//! Key scheme for the offline cache.
//!
//! Identity records live under `ClassName_id`. Pin sets live in their own
//! namespace so a scan can tell the two families apart: the default
//! (unnamed) pin set under [`DEFAULT_PIN_KEY`], named pin sets under
//! [`PIN_KEY_PREFIX`] plus the user-visible name.

/// Key of the default (unnamed) pin set.
pub const DEFAULT_PIN_KEY: &str = "_default_pin";

/// Prefix of named pin set keys.
pub const PIN_KEY_PREFIX: &str = "_pin_";

/// The storage key for an identity: `ClassName_id`.
pub fn identity_key(class_name: &str, id: &str) -> String {
    format!("{class_name}_{id}")
}

/// The storage key for a pin set; `None` names the default set.
pub fn pin_set_key(pin_name: Option<&str>) -> String {
    match pin_name {
        Some(name) => format!("{PIN_KEY_PREFIX}{name}"),
        None => DEFAULT_PIN_KEY.to_string(),
    }
}

/// True if a storage key belongs to the pin-set family.
pub fn is_pin_set_key(key: &str) -> bool {
    key == DEFAULT_PIN_KEY || key.starts_with(PIN_KEY_PREFIX)
}

#[cfg(test)]
mod tests {
    use super::*;

    #[test]
    fn identity_keys() {
        assert_eq!(identity_key("Game", "abc"), "Game_abc");
        assert_eq!(identity_key("_User", "u1"), "_User_u1");
    }

    #[test]
    fn pin_set_keys() {
        assert_eq!(pin_set_key(None), "_default_pin");
        assert_eq!(pin_set_key(Some("favorites")), "_pin_favorites");
    }

    #[test]
    fn families_are_distinguishable() {
        assert!(is_pin_set_key("_default_pin"));
        assert!(is_pin_set_key("_pin_favorites"));
        assert!(!is_pin_set_key("Game_abc"));
        assert!(!is_pin_set_key("_User_u1"));
    }
}
#[cfg(test)]
mod tests {
    use super::*;
    use remora_value::Pointer;
    use serde_json::json;

    struct NoSubQueries;

    impl SubQueryRunner for NoSubQueries {
        fn run_sub_query(
            &self,
            _class_name: &str,
            _where_clause: &serde_json::Value,
        ) -> QueryResult<Vec<ObjectData>> {
            Ok(Vec::new())
        }
    }

    struct FixedResults(Vec<ObjectData>);

    impl SubQueryRunner for FixedResults {
        fn run_sub_query(
            &self,
            _class_name: &str,
            _where_clause: &serde_json::Value,
        ) -> QueryResult<Vec<ObjectData>> {
            Ok(self.0.clone())
        }
    }

    fn record(id: &str, attrs: &[(&str, Value)]) -> ObjectData {
        let mut data = ObjectData::new("Game");
        data.object_id = Some(id.to_string());
        for (k, v) in attrs {
            data.attributes.insert((*k).to_string(), v.clone());
        }
        data
    }

    fn matches(data: &ObjectData, where_clause: serde_json::Value) -> bool {
        matches_where(data, &where_clause, &NoSubQueries).unwrap()
    }

    #[test]
    fn equality_and_missing_attributes() {
        let data = record("g1", &[("score", Value::Number(3.0))]);
        assert!(matches(&data, json!({"score": 3})));
        assert!(!matches(&data, json!({"score": 4})));
        assert!(!matches(&data, json!({"missing": 4})));
        assert!(matches(&data, json!({"missing": null})));
    }

    #[test]
    fn range_operators() {
        let data = record("g1", &[("score", Value::Number(5.0))]);
        assert!(matches(&data, json!({"score": {"$gt": 3, "$lt": 7}})));
        assert!(!matches(&data, json!({"score": {"$gt": 5}})));
        assert!(matches(&data, json!({"score": {"$gte": 5, "$lte": 5}})));
        // Missing attributes never satisfy range constraints.
        assert!(!matches(&data, json!({"missing": {"$lt": 10}})));
    }

    #[test]
    fn mismatched_types_never_order() {
        let data = record("g1", &[("score", Value::from("high"))]);
        assert!(!matches(&data, json!({"score": {"$gt": 3}})));
    }

    #[test]
    fn contained_in_and_not() {
        let data = record("g1", &[("number", Value::Number(3.0))]);
        assert!(matches(&data, json!({"number": {"$in": [3, 5, 7]}})));
        assert!(!matches(&data, json!({"number": {"$in": [4, 6]}})));
        assert!(matches(&data, json!({"number": {"$nin": [4, 6]}})));
        // Missing attribute: $in false, $nin true.
        assert!(!matches(&data, json!({"missing": {"$in": [1]}})));
        assert!(matches(&data, json!({"missing": {"$nin": [1]}})));
    }

    #[test]
    fn in_matches_any_array_element() {
        let data = record(
            "g1",
            &[(
                "tags",
                Value::Array(vec![Value::from("a"), Value::from("b")]),
            )],
        );
        assert!(matches(&data, json!({"tags": {"$in": ["b", "z"]}})));
        assert!(!matches(&data, json!({"tags": {"$in": ["z"]}})));
    }

    #[test]
    fn all_and_contained_by() {
        let data = record(
            "g1",
            &[(
                "tags",
                Value::Array(vec![Value::from("a"), Value::from("b"), Value::from("c")]),
            )],
        );
        assert!(matches(&data, json!({"tags": {"$all": ["a", "c"]}})));
        assert!(!matches(&data, json!({"tags": {"$all": ["a", "z"]}})));
        assert!(matches(
            &data,
            json!({"tags": {"$containedBy": ["a", "b", "c", "d"]}})
        ));
        assert!(!matches(&data, json!({"tags": {"$containedBy": ["a", "b"]}})));
    }

    #[test]
    fn exists_and_does_not_exist() {
        let data = record("g1", &[("present", Value::Number(0.0)), ("nul", Value::Null)]);
        assert!(matches(&data, json!({"present": {"$exists": true}})));
        assert!(matches(&data, json!({"missing": {"$exists": false}})));
        // Null does not exist.
        assert!(matches(&data, json!({"nul": {"$exists": false}})));
    }

    #[test]
    fn regex_flags() {
        let data = record("g1", &[("name", Value::from("Hello World"))]);
        assert!(matches(&data, json!({"name": {"$regex": "^hello", "$options": "i"}})));
        assert!(!matches(&data, json!({"name": {"$regex": "^hello"}})));
        // Extended flag ignores pattern whitespace and comments.
        assert!(matches(
            &data,
            json!({"name": {"$regex": "^Hello # greeting\n \\ World$", "$options": "x"}})
        ));
    }

    #[test]
    fn regex_on_non_string_is_false_not_error() {
        let data = record("g1", &[("score", Value::Number(1.0))]);
        assert!(!matches(&data, json!({"score": {"$regex": "1"}})));
    }

    #[test]
    fn invalid_regex_options_error() {
        let data = record("g1", &[("name", Value::from("x"))]);
        let result = matches_where(
            &data,
            &json!({"name": {"$regex": "x", "$options": "iz"}}),
            &NoSubQueries,
        );
        assert!(matches!(
            result,
            Err(QueryError::InvalidRegexOptions { .. })
        ));
    }

    #[test]
    fn near_sphere_with_max_distance() {
        let here = GeoPoint::new(40.0, -30.0).unwrap();
        let data = record("g1", &[("location", Value::GeoPoint(here))]);
        let center = json!({"__type": "GeoPoint", "latitude": 40.0, "longitude": -30.1});

        assert!(matches(
            &data,
            json!({"location": {"$nearSphere": center, "$maxDistance": 0.01}})
        ));
        assert!(!matches(
            &data,
            json!({"location": {"$nearSphere": center, "$maxDistance": 0.0000001}})
        ));
    }

    #[test]
    fn within_box_bounds() {
        let data = record(
            "g1",
            &[(
                "location",
                Value::GeoPoint(GeoPoint::new(10.0, 10.0).unwrap()),
            )],
        );
        let in_box = json!({"location": {"$within": {"$box": [
            {"__type": "GeoPoint", "latitude": 5.0, "longitude": 5.0},
            {"__type": "GeoPoint", "latitude": 15.0, "longitude": 15.0},
        ]}}});
        let out_box = json!({"location": {"$within": {"$box": [
            {"__type": "GeoPoint", "latitude": 11.0, "longitude": 11.0},
            {"__type": "GeoPoint", "latitude": 15.0, "longitude": 15.0},
        ]}}});
        assert!(matches(&data, in_box));
        assert!(!matches(&data, out_box));
    }

    #[test]
    fn polygon_containment_and_validation() {
        let data = record(
            "g1",
            &[(
                "location",
                Value::GeoPoint(GeoPoint::new(1.0, 1.0).unwrap()),
            )],
        );
        let triangle = json!([
            {"__type": "GeoPoint", "latitude": 0.0, "longitude": 0.0},
            {"__type": "GeoPoint", "latitude": 0.0, "longitude": 4.0},
            {"__type": "GeoPoint", "latitude": 4.0, "longitude": 0.0},
        ]);
        assert!(matches(
            &data,
            json!({"location": {"$geoWithin": {"$polygon": triangle}}})
        ));

        let two_points = json!([
            {"__type": "GeoPoint", "latitude": 0.0, "longitude": 0.0},
            {"__type": "GeoPoint", "latitude": 1.0, "longitude": 1.0},
        ]);
        let result = matches_where(
            &data,
            &json!({"location": {"$geoWithin": {"$polygon": two_points}}}),
            &NoSubQueries,
        );
        assert!(matches!(result, Err(QueryError::MalformedPolygon { .. })));
    }

    #[test]
    fn logical_composition() {
        let data = record("g1", &[("score", Value::Number(5.0))]);
        assert!(matches(
            &data,
            json!({"$or": [{"score": 1}, {"score": {"$gt": 4}}]})
        ));
        assert!(matches(
            &data,
            json!({"$and": [{"score": {"$gt": 4}}, {"score": {"$lt": 6}}]})
        ));
        assert!(matches(&data, json!({"$nor": [{"score": 1}, {"score": 2}]})));
        assert!(!matches(&data, json!({"$nor": [{"score": 5}]})));
    }

    #[test]
    fn in_query_matches_pointer_identity() {
        let data = record(
            "g1",
            &[(
                "owner",
                Value::Pointer(Pointer::new("Player", "p1")),
            )],
        );
        let mut player = ObjectData::new("Player");
        player.object_id = Some("p1".into());
        let runner = FixedResults(vec![player]);

        let clause = json!({"owner": {"$inQuery": {"className": "Player", "where": {}}}});
        assert!(matches_where(&data, &clause, &runner).unwrap());

        let miss = json!({"owner": {"$notInQuery": {"className": "Player", "where": {}}}});
        assert!(!matches_where(&data, &miss, &runner).unwrap());
    }

    #[test]
    fn select_compares_sub_query_key_values() {
        let data = record("g1", &[("city", Value::from("austin"))]);
        let mut hub = ObjectData::new("Hub");
        hub.object_id = Some("h1".into());
        hub.attributes.insert("city".into(), Value::from("austin"));
        let runner = FixedResults(vec![hub]);

        let clause = json!({"city": {"$select": {
            "key": "city",
            "query": {"className": "Hub", "where": {}},
        }}});
        assert!(matches_where(&data, &clause, &runner).unwrap());

        let negated = json!({"city": {"$dontSelect": {
            "key": "city",
            "query": {"className": "Hub", "where": {}},
        }}});
        assert!(!matches_where(&data, &negated, &runner).unwrap());
    }

    #[test]
    fn unknown_operator_errors() {
        let data = record("g1", &[]);
        let result = matches_where(&data, &json!({"a": {"$frobnicate": 1}}), &NoSubQueries);
        assert!(matches!(
            result,
            Err(QueryError::UnsupportedOperator { .. })
        ));
    }

    #[test]
    fn related_to_is_unsupported_offline() {
        let data = record("g1", &[]);
        let clause = json!({"$relatedTo": {
            "object": {"__type": "Pointer", "className": "Game", "objectId": "g1"},
            "key": "players",
        }});
        let result = matches_where(&data, &clause, &NoSubQueries);
        assert!(matches!(
            result,
            Err(QueryError::UnsupportedOperator { .. })
        ));
    }

    #[test]
    fn object_id_is_queryable() {
        let data = record("g5", &[]);
        assert!(matches(&data, json!({"objectId": "g5"})));
        assert!(matches(&data, json!({"objectId": {"$gt": "g4"}})));
        assert!(!matches(&data, json!({"objectId": {"$gt": "g5"}})));
    }
}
---
(ACTIVITY):
Which lines above contain the word "austin"? Copy all of them.

(OUTPUT OF THE TASK):
        let data = record("g1", &[("city", Value::from("austin"))]);
        hub.attributes.insert("city".into(), Value::from("austin"));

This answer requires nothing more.